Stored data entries
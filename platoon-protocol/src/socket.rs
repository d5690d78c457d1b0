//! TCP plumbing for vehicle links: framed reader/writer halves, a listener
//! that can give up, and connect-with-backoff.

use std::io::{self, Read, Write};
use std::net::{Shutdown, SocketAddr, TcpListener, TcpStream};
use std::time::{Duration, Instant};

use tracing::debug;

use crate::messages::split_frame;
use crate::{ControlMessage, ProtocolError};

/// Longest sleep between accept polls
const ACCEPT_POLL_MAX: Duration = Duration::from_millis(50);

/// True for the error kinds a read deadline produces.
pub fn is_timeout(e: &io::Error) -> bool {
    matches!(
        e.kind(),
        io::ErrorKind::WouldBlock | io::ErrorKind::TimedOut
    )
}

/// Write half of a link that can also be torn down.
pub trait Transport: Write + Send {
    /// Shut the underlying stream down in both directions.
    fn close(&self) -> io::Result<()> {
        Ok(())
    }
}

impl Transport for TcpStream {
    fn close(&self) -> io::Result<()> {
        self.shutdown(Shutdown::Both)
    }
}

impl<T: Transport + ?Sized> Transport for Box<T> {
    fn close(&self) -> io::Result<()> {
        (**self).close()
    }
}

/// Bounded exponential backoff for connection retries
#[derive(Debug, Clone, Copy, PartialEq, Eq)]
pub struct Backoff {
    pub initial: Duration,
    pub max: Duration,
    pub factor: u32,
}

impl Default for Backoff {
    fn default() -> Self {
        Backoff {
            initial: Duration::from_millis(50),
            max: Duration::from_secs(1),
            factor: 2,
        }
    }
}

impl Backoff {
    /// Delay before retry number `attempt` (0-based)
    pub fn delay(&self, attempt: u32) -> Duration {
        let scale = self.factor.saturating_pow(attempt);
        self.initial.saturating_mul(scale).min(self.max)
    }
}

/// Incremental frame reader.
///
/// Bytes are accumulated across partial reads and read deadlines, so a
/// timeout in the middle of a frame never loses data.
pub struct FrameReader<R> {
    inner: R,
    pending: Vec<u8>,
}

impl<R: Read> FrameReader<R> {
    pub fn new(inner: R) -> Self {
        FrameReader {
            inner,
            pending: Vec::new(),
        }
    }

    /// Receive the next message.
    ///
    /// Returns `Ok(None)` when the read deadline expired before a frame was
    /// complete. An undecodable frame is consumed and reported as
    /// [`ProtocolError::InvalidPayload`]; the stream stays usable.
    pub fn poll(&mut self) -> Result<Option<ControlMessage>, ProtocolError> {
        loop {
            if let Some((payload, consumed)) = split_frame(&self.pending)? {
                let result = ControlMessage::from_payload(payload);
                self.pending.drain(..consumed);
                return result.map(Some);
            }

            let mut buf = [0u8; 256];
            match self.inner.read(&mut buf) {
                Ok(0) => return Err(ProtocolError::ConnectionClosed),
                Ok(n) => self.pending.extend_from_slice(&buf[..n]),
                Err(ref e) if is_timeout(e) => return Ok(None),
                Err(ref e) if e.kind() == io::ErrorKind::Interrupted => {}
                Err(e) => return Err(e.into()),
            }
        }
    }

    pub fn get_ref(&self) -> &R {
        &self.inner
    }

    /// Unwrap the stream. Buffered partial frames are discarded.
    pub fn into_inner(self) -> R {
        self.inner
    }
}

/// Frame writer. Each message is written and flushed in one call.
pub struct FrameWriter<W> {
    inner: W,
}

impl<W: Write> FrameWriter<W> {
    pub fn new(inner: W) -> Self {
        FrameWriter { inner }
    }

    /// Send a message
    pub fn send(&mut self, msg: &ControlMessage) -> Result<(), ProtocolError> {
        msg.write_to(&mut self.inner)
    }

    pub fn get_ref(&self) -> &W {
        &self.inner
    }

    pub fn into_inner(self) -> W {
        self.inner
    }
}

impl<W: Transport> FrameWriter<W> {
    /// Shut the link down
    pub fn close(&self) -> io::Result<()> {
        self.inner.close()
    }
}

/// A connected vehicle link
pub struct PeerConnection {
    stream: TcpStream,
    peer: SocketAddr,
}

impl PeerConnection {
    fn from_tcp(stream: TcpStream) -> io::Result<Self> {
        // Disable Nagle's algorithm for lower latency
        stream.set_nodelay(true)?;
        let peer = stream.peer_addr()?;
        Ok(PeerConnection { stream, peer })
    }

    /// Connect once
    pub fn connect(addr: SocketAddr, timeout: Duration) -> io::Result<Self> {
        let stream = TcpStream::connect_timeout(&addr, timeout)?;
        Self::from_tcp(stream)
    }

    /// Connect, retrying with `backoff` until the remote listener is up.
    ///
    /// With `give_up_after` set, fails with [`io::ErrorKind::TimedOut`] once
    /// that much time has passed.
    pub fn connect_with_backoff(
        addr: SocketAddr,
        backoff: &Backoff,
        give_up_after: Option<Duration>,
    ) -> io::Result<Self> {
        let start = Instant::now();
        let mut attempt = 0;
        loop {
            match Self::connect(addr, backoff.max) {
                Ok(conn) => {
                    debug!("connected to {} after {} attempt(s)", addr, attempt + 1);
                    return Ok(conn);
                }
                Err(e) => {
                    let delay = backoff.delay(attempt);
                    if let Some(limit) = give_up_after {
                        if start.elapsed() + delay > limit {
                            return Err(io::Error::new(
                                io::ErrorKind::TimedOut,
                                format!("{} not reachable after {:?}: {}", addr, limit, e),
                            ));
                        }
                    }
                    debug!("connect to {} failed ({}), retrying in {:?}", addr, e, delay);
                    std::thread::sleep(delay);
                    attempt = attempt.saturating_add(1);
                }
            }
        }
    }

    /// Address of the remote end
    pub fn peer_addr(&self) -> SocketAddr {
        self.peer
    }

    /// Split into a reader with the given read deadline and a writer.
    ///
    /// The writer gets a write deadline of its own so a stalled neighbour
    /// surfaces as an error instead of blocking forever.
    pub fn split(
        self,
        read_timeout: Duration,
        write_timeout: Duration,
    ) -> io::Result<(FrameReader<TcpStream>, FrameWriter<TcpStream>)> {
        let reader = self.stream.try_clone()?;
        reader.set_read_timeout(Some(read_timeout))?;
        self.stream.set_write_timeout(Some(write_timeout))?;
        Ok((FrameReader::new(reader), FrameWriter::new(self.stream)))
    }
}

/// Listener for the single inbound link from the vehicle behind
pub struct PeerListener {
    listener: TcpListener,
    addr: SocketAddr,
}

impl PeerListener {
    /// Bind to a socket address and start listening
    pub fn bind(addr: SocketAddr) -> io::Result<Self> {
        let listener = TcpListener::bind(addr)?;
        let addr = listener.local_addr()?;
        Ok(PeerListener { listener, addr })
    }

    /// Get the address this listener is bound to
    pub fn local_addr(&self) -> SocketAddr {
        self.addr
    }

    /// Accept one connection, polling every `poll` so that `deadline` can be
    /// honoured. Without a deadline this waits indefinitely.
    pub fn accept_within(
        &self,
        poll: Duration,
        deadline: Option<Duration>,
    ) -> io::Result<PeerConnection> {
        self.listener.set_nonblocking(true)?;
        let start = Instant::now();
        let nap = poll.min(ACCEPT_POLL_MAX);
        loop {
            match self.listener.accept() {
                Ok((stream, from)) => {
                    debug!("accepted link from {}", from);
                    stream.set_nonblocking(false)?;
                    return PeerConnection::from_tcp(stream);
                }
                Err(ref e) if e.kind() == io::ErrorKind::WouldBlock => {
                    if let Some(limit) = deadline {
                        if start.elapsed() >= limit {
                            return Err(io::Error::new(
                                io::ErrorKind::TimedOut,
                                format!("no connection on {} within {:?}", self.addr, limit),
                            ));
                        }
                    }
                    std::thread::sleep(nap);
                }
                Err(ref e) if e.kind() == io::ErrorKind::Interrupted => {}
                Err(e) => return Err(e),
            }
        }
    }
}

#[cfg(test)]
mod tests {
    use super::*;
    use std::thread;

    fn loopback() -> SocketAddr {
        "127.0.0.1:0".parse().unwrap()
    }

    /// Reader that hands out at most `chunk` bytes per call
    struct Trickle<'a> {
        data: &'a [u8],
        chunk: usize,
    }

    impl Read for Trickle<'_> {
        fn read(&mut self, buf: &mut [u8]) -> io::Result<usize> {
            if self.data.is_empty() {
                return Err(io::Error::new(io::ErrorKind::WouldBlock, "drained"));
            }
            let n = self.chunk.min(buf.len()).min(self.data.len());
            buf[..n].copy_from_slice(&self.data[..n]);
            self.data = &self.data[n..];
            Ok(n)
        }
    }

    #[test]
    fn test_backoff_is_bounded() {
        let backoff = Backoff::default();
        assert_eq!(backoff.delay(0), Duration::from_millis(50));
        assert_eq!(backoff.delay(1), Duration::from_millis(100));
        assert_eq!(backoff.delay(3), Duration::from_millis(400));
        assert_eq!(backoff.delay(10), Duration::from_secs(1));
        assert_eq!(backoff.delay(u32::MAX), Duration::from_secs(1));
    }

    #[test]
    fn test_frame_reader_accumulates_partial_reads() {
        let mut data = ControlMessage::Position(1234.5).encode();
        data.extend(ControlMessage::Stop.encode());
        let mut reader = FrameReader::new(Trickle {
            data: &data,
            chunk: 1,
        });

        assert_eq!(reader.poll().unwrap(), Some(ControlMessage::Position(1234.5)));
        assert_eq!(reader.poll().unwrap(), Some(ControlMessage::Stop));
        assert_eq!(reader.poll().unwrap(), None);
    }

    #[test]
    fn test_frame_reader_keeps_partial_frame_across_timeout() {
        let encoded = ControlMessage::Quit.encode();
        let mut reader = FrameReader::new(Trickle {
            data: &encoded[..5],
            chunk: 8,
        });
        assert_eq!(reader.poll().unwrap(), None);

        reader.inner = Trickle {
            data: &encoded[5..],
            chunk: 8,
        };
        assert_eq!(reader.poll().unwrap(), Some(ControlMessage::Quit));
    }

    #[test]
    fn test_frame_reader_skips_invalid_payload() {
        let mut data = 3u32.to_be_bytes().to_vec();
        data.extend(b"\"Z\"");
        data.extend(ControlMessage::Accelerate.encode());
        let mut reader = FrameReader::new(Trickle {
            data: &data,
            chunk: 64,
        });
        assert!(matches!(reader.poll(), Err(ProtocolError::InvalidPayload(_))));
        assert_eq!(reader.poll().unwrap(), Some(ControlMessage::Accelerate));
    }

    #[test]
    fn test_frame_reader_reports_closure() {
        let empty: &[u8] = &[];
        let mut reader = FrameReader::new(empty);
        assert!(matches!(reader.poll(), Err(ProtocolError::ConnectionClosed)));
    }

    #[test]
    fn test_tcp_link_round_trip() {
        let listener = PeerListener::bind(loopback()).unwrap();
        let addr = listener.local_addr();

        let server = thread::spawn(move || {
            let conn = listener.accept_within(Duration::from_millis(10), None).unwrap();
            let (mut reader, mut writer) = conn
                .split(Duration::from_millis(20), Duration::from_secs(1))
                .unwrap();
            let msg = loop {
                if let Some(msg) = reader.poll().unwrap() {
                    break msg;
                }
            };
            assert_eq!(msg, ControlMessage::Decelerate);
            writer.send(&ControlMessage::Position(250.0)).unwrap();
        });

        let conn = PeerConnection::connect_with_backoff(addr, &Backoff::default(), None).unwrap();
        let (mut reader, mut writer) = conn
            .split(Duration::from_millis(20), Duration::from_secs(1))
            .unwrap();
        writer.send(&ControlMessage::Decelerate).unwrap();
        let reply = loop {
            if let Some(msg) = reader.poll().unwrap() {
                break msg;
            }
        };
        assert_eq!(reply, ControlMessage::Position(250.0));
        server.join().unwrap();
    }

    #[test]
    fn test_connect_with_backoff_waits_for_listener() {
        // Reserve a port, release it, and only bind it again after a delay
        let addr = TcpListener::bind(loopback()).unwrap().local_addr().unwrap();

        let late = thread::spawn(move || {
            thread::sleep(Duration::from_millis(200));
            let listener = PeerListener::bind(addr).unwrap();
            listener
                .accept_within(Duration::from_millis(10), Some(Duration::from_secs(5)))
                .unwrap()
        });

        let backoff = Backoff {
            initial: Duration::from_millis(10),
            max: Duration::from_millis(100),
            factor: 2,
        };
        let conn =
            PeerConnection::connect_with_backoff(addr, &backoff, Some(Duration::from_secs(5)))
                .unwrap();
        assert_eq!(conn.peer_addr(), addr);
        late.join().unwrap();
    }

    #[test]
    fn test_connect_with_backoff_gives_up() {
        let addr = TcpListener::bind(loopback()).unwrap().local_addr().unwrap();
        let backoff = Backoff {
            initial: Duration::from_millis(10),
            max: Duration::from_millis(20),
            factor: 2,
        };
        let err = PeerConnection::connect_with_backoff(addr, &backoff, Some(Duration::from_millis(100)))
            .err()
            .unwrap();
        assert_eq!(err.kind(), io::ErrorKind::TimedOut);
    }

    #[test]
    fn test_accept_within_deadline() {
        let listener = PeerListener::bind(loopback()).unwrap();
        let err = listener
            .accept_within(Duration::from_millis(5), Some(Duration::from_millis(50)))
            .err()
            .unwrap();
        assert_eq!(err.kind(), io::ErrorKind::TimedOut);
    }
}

__EXERCISE DESCRIPTION__:
Using the entries above, give back exactly the line containing "use tracing::debug;", the line containing "const ACCEPT_POLL_MAX: Duration", and every line between them, and nothing else.

__WRITTEN ANSWER__:
use tracing::debug;

use crate::messages::split_frame;
use crate::{ControlMessage, ProtocolError};

/// Longest sleep between accept polls
const ACCEPT_POLL_MAX: Duration = Duration::from_millis(50);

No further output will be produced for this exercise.